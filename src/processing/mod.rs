//! Address range processing.
//!
//! - [`deaggregate`] - covering an address range with CIDR blocks
//! - [`split`] - splitting a network into right-sized subnets

mod deaggregate;
mod split;

// Re-export public functions
pub use deaggregate::{deaggregate, deaggregate_range, lo_mask};
pub use split::{block_size_for, split_network, split_range};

■ ■ ■ ■ ■

The records need to be reproduced in their entirety, word for word.

filename src/processing/mod.rs
//! Address range processing.
//!
//! - [`deaggregate`] - covering an address range with CIDR blocks
//! - [`split`] - splitting a network into right-sized subnets

mod deaggregate;
mod split;

// Re-export public functions
pub use deaggregate::{deaggregate, deaggregate_range, lo_mask};
pub use split::{block_size_for, split_network, split_range};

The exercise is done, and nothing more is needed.